第17話 PK
鱧が思い出した様子で三好に尋ねる。
「ドロップアイテムはどれくらい集まったん?」
「えっと……だいたい三十個くらいかな」
「ぼちぼちやね。とりあえずストックしといてな」
鱧に言われた三好は、メニュー画面の持ち物欄を確認する。
そこには今まで倒したモンスターの部位が並んでいた。
冒険者の初期スキル【狩猟】は、倒したモンスターから一定確率でアイテムを取得する。
アイテムは実体ではなくデータ上の存在だが、売却して所持金を増やしたり、使用することでHPやMPの回復したり、NPCとの交渉に使えたりと様々な用途がある。

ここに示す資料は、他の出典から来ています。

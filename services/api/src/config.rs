//! API service settings
//!
//! Loaded from `KAINAAT_*` environment variables; the session secret must
//! match the one the authentication service signs with.

use anyhow::{Context, Result};
use chrono::Duration;
use common::database::StorageBackend;
use common::session::{DEFAULT_SESSION_TTL_HOURS, SessionCodec};
use serde::Deserialize;

use crate::models::Gender;

pub const ENV_PREFIX: &str = "KAINAAT";

/// Default `from` address for contact notifications
pub const DEFAULT_CONTACT_SENDER: &str = "Al Kainaat LDI <onboarding@resend.dev>";

/// Which teachers the public listing shows
#[derive(Debug, Clone, Copy, PartialEq, Eq, Deserialize)]
#[serde(rename_all = "lowercase")]
pub enum PublicTeacherFilter {
    Male,
    Female,
    All,
}

impl PublicTeacherFilter {
    /// Gender to filter on, `None` for every teacher
    pub fn gender(&self) -> Option<Gender> {
        match self {
            PublicTeacherFilter::Male => Some(Gender::Male),
            PublicTeacherFilter::Female => Some(Gender::Female),
            PublicTeacherFilter::All => None,
        }
    }
}

#[derive(Debug, Clone, Deserialize)]
pub struct ApiSettings {
    pub bind_address: String,
    pub session_secret: String,
    pub session_ttl_hours: i64,
    pub secure_cookies: bool,
    pub storage: StorageBackend,
    pub public_teacher_gender: PublicTeacherFilter,
    /// Contact form is answered with 500 until a key is configured
    pub resend_api_key: Option<String>,
    pub contact_recipient: Option<String>,
    pub contact_sender: String,
}

impl ApiSettings {
    pub fn load() -> Result<Self> {
        Self::from_environment(config::Environment::with_prefix(ENV_PREFIX))
    }

    pub fn from_environment(environment: config::Environment) -> Result<Self> {
        let settings = config::Config::builder()
            .set_default("bind_address", "0.0.0.0:3001")?
            .set_default("session_ttl_hours", DEFAULT_SESSION_TTL_HOURS)?
            .set_default("secure_cookies", true)?
            .set_default("storage", "postgres")?
            .set_default("public_teacher_gender", "male")?
            .set_default("contact_sender", DEFAULT_CONTACT_SENDER)?
            .add_source(environment.try_parsing(true))
            .build()?;

        settings
            .try_deserialize()
            .context("Invalid API service settings")
    }

    pub fn session_codec(&self) -> Result<SessionCodec> {
        SessionCodec::new(
            self.session_secret.as_bytes(),
            Duration::hours(self.session_ttl_hours),
        )
    }
}
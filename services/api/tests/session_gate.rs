mod support;

use axum::http::{StatusCode, header};
use chrono::Duration;
use common::revocation::RevocationList;
use common::session::SessionCodec;
use support::{app, cookie_for, token_issued_ago};

const UNAUTHORIZED: &str = "Unauthorized: Admin access required";

#[tokio::test]
async fn missing_cookie_is_refused_without_clearing() {
    let app = app();

    let response = app.send("GET", "/api/courses/list", None, None).await;
    assert_eq!(response.status, StatusCode::UNAUTHORIZED);
    assert_eq!(response.body["error"], UNAUTHORIZED);
    assert!(response.set_cookie().is_none());
}

#[tokio::test]
async fn malformed_cookies_are_refused_and_cleared() {
    let app = app();
    let unsigned = "eyJ1c2VybmFtZSI6InJlZ2lzdHJhciIsInJvbGUiOiJhZG1pbiJ9";
    let valid = app.admin_cookie();
    let truncated = &valid[..valid.len() - 10];

    for cookie in [cookie_for(unsigned), cookie_for("not.a.jwt"), truncated.to_string()] {
        let response = app.send("GET", "/api/courses/list", Some(&cookie), None).await;
        assert_eq!(response.status, StatusCode::UNAUTHORIZED, "{}", cookie);
        assert!(response.clears_session(), "{}", cookie);
    }
}

#[tokio::test]
async fn token_signed_with_another_secret_is_refused() {
    let app = app();
    let foreign = SessionCodec::new(
        b"some-other-service-secret-0123456789abcdef",
        Duration::hours(24),
    )
    .unwrap();

    let cookie = cookie_for(&token_issued_ago(&foreign, Duration::zero()));
    let response = app.send("GET", "/api/teachers/list", Some(&cookie), None).await;
    assert_eq!(response.status, StatusCode::UNAUTHORIZED);
    assert!(response.clears_session());
}

#[tokio::test]
async fn expired_session_is_refused_and_cleared() {
    let app = app();

    let cookie = cookie_for(&token_issued_ago(&app.codec, Duration::hours(25)));
    let response = app.send("GET", "/api/courses/list", Some(&cookie), None).await;
    assert_eq!(response.status, StatusCode::UNAUTHORIZED);
    assert_eq!(response.body["error"], UNAUTHORIZED);
    assert!(response.clears_session());
}

#[tokio::test]
async fn session_just_inside_the_window_is_admitted() {
    let app = app();

    let cookie = cookie_for(&token_issued_ago(&app.codec, Duration::hours(23)));
    let response = app.send("GET", "/api/courses/list", Some(&cookie), None).await;
    assert_eq!(response.status, StatusCode::OK);
    assert_eq!(response.body["success"], true);
}

#[tokio::test]
async fn revoked_session_is_refused_and_cleared() {
    let app = app();
    let token = token_issued_ago(&app.codec, Duration::minutes(5));
    app.revocations.revoke(&token, 3600).await.unwrap();

    let response = app
        .send("GET", "/api/courses/list", Some(&cookie_for(&token)), None)
        .await;
    assert_eq!(response.status, StatusCode::UNAUTHORIZED);
    assert!(response.clears_session());
}

#[tokio::test]
async fn dashboard_redirects_to_login_without_a_session() {
    let app = app();

    let response = app.send("GET", "/admin/dashboard", None, None).await;
    assert_eq!(response.status, StatusCode::SEE_OTHER);
    assert_eq!(response.headers[header::LOCATION], "/admin/login");

    let cookie = cookie_for(&token_issued_ago(&app.codec, Duration::hours(30)));
    let response = app.send("GET", "/admin/dashboard", Some(&cookie), None).await;
    assert_eq!(response.status, StatusCode::SEE_OTHER);
    assert!(response.clears_session());
}

#[tokio::test]
async fn dashboard_summarises_the_catalogue() {
    let app = app();
    app.admin(
        "POST",
        "/api/courses/add",
        Some(serde_json::json!({
            "title": "Seerah",
            "description": "Life of the Prophet",
            "instructor": "Sheikh Yusuf",
            "level": "Intermediate",
            "duration": "6 weeks"
        })),
    )
    .await;

    let response = app.admin("GET", "/admin/dashboard", None).await;
    assert_eq!(response.status, StatusCode::OK);
    assert_eq!(response.body["admin"]["username"], "registrar");
    assert_eq!(response.body["admin"]["role"], "admin");
    assert_eq!(response.body["courses"], 1);
    assert_eq!(response.body["teachers"], 0);
}

#[tokio::test]
async fn public_routes_need_no_session() {
    let app = app();

    for uri in ["/health", "/api/courses/public", "/api/teachers/public"] {
        let response = app.send("GET", uri, None, None).await;
        assert_eq!(response.status, StatusCode::OK, "{}", uri);
    }
}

三好は必要な時のために可能な限り温存するつもりだった。
ぐっと伸びをした鱧は辺りを見渡す。
日没間際の草原は影が伸びて不気味な様相を呈していた。
点在する樹木が風に吹かれて揺れている。
鱧は気さくな調子で歩き出した。
「時間が時間やし、一旦戻ろっか。ミヨシンも疲れてるやろ?」
「まあそこそこ……」
「じゃあ、さっさと街に戻るで」
二人は遠くに見える街を目指して進む。
街の外壁には近代的なライトが設置されており、夜間でも見失わないようになっていた。
「酒場でクエストの報酬を貰えるから、その金でどっかに泊まれるやろ。RPGっぽさを考えたら宿屋とかあるんとちゃう?」
「確かに。野宿は嫌だな」
「ほんまね。腹も減ったし何か買わんと」
会話の途中、三好がふと険しい顔をする。
彼は何度か躊躇した後、意を決して発言した。
「なあ、鱧さん」
「どしたん?」
「この調子でレベル上げしてたら生き残れるかな」
三好の疑問に対し、鱧は首を曲げて考え込む。
やがて鱧はあっさりと答えた。
「あー……厳しいね」
「えっ!?」
「そりゃそうやろ。ミヨシンはこのゲームの本質を理解してへんな」
鱧が軽く笑う。
そこには呆れや嘲りが含まれていたが、動揺する三好は気付いていなかった。
笑みを消した鱧は淡々と説明する。
「たった一度のミスが死に直結する。そんな環境が七日間も続くんや。難易度がシンプルに高いし、心身がゴリゴリ削られてまうわ」
「でも危険な状況になったら街に籠城すればいいし……」
「街は安全なん? 絶対にモンスターが出てこないって断言できる? これからゲームがどう展開するか分からへんのに不安はないの?」
「そ、それは……」
三好は下を向いて黙る。
反論するだけの言葉や根拠は何一つなく、言い返すことはできなかったのだ。
鱧はそのまま言葉を続ける。
「ついで説明しとくとな、この島にはPK……プレイヤーキラーが紛れとるかもしれへん。ようするに殺人者や」
「そんな馬鹿な」
「この状況で暴れ出す連中がいても不思議じゃないやろ。疑うんなら証拠を見せたるわ」
鱧が立ち止まった。
彼は虚空に向けて質問を投げかける。
「アテナ、プレーヤーを殺すのは反則なん?」
「反則ではありません。プレーヤーを殺害すると賞金の最終額が二倍になります。このボーナスはゲームシステムに因らない殺害にも適用されます」
「ほらな? トゥルー・ライフ・クエストはPK推奨やねん」
鱧は当然と言わんばかりに肩をすくめた。
対する三好は絶句する。
そのルールは薄々ながら予想できていたものの、いざ情報として突きつけられるとショックは大きかった。
鱧は三好の背中を乱暴に叩きながら言う。
「PKに狙われることを考えたら、悠長にレベルアップしとる場合ちゃうねん。明日からペース上げてくで」
「わ、分かった。一緒に頑張ろう」
「よしよし、その意気や」
、微笑む鱧の表情が固まった。
振り返った彼は目を見開いてしゃがみ込む。
次の瞬間、三好は後頭部に衝撃と痛みを感じた。
彼は姿勢を崩して転倒した。
視界がどろどろと赤く染まっていく。
(な、何が起こったんだ……?)
混乱する三好に近付く者がいた。
それは暗殺者のプレーヤー、薮蛇だった。
「こんばんはー、突然だけど死んでもらえる?」
穏やかな口調の薮蛇は、木の槍を掲げていた。